■ **EXERCISE OBJECTIVE**
Reproduce the entries below exactly, but only from the line containing "weight and name." to the line containing "Session cookie name.", inclusive.

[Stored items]
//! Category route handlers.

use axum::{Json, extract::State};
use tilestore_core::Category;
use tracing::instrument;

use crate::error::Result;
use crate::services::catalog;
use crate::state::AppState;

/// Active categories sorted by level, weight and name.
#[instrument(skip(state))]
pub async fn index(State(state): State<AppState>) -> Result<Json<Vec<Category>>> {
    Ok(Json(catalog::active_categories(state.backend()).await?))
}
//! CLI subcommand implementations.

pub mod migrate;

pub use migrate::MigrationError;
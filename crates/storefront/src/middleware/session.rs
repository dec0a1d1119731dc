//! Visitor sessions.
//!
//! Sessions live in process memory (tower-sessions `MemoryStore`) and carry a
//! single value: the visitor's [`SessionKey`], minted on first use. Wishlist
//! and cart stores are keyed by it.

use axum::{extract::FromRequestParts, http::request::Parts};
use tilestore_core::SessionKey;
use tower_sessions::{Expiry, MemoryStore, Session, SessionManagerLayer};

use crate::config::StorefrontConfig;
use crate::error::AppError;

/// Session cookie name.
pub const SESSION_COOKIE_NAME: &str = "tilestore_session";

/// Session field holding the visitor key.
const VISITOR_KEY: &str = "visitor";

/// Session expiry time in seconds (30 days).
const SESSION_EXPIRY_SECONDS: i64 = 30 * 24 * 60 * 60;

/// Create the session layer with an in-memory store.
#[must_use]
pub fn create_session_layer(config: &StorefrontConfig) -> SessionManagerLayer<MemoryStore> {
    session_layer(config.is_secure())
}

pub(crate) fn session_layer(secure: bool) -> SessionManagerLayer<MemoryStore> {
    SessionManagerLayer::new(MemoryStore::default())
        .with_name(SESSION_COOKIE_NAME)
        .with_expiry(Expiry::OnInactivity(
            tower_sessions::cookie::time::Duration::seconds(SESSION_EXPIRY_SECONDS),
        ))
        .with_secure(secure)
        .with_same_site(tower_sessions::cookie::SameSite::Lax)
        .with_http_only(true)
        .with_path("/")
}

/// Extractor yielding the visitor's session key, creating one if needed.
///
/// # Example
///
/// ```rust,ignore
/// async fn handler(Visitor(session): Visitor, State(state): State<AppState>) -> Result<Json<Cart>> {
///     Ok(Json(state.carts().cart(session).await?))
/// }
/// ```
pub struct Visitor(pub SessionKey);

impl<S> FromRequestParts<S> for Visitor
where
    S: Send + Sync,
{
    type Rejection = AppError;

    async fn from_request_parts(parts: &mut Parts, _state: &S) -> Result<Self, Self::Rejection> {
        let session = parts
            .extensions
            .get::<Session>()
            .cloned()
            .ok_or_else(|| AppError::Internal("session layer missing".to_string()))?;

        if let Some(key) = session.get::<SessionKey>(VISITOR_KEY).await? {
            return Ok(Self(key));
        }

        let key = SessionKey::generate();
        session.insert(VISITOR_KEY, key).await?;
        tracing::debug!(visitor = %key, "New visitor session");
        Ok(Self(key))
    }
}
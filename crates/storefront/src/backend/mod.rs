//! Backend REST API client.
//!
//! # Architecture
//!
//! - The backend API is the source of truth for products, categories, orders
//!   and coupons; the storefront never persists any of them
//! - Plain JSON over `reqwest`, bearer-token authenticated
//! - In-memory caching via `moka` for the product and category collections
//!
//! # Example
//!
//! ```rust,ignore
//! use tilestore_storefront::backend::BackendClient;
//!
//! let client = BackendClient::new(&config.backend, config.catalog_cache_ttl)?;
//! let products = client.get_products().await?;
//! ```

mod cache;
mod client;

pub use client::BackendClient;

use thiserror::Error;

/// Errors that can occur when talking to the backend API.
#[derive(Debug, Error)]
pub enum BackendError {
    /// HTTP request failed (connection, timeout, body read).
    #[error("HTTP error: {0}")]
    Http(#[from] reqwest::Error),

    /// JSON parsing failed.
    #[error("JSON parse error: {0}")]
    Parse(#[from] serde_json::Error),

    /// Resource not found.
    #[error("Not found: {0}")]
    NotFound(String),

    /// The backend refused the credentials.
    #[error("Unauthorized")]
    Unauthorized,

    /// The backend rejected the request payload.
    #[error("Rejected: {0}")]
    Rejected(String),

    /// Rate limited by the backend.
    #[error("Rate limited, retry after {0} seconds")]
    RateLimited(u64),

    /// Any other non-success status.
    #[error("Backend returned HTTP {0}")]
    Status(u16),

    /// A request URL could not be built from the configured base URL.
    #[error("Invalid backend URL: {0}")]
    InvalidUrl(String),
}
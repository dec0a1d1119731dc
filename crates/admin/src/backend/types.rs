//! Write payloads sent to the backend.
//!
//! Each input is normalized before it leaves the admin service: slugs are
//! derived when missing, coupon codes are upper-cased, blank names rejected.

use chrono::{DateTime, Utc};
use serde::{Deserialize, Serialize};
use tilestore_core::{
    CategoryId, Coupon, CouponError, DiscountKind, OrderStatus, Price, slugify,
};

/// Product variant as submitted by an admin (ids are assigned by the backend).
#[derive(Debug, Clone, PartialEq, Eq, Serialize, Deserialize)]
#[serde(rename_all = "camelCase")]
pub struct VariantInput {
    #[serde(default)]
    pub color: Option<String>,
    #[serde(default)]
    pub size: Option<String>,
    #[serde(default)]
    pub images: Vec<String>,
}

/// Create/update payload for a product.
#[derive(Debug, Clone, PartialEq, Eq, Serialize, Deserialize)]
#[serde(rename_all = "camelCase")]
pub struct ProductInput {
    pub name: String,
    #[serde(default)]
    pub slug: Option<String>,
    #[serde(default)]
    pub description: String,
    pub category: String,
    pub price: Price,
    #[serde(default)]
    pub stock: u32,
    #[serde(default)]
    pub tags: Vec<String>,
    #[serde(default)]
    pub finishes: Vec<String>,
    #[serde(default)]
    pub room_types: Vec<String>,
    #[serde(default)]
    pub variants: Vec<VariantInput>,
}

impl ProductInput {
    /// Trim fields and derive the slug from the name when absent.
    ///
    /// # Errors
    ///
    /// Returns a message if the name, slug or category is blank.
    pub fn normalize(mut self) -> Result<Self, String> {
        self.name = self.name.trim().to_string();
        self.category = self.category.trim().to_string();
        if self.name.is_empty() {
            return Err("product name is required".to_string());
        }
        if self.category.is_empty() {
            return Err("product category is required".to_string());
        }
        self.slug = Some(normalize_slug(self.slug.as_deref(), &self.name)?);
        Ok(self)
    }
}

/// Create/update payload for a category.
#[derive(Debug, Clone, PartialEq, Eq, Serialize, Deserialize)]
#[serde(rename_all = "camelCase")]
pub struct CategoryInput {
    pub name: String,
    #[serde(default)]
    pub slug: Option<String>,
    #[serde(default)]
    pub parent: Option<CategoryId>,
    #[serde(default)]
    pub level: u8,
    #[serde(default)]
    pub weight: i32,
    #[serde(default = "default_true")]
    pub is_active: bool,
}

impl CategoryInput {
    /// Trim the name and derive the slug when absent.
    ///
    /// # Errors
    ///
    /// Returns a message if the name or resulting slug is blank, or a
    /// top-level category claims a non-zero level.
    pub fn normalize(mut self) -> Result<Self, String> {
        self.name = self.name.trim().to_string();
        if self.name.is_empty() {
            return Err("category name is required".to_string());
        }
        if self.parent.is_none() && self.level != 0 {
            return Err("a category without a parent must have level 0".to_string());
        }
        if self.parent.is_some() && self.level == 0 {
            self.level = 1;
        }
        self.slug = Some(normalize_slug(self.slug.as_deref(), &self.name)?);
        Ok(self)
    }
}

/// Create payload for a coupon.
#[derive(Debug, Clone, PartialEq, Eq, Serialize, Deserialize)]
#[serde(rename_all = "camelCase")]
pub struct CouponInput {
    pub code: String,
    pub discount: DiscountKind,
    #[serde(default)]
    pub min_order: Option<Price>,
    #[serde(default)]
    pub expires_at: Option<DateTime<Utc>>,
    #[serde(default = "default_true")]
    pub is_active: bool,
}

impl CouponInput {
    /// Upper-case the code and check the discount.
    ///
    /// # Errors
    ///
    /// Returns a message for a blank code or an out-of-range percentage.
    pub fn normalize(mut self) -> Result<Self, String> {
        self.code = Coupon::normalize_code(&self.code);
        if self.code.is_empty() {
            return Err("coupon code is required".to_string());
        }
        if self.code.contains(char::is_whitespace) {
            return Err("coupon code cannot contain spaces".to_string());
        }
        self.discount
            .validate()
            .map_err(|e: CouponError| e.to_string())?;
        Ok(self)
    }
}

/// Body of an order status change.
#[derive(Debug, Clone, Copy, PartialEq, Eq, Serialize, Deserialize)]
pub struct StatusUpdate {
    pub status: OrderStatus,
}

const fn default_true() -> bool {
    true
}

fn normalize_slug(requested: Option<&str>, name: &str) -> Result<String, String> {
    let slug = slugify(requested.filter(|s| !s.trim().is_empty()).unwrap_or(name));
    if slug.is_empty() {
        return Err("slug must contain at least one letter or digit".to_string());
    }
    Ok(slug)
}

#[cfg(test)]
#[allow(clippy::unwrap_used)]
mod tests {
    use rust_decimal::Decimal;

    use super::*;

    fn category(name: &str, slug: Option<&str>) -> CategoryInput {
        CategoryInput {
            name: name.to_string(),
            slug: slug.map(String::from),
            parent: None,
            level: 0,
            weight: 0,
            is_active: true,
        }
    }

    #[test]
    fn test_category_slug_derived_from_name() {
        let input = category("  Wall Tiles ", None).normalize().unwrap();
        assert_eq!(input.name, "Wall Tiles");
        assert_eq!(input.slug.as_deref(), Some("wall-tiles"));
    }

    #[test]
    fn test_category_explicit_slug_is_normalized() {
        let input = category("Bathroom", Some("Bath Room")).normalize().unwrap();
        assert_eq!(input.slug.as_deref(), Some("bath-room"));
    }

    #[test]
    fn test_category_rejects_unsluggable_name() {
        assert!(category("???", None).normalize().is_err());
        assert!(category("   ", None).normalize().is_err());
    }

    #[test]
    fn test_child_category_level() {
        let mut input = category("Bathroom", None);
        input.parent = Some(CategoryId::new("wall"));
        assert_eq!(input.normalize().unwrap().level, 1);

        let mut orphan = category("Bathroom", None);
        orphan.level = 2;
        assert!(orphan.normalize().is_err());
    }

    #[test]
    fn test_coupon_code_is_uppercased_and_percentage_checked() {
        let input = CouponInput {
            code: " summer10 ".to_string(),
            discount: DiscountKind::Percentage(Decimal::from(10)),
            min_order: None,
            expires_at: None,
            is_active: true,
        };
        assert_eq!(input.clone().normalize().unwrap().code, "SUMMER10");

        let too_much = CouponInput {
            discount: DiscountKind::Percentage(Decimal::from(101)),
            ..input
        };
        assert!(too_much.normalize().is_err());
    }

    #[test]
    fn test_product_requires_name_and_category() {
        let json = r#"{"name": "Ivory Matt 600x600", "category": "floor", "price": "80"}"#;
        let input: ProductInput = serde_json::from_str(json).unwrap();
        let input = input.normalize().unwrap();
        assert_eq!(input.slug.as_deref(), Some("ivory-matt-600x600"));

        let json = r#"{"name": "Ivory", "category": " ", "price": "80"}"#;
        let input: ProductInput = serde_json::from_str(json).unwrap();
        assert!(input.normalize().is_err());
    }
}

■ **TASK ANSWER**
/// Active categories sorted by level, weight and name.
#[instrument(skip(state))]
pub async fn index(State(state): State<AppState>) -> Result<Json<Vec<Category>>> {
    Ok(Json(catalog::active_categories(state.backend()).await?))
}
//! CLI subcommand implementations.

pub mod migrate;

pub use migrate::MigrationError;
filename crates/storefront/src/middleware/session.rs
repository dec0a1d1119731dc
//! Visitor sessions.
//!
//! Sessions live in process memory (tower-sessions `MemoryStore`) and carry a
//! single value: the visitor's [`SessionKey`], minted on first use. Wishlist
//! and cart stores are keyed by it.

use axum::{extract::FromRequestParts, http::request::Parts};
use tilestore_core::SessionKey;
use tower_sessions::{Expiry, MemoryStore, Session, SessionManagerLayer};

use crate::config::StorefrontConfig;
use crate::error::AppError;

/// Session cookie name.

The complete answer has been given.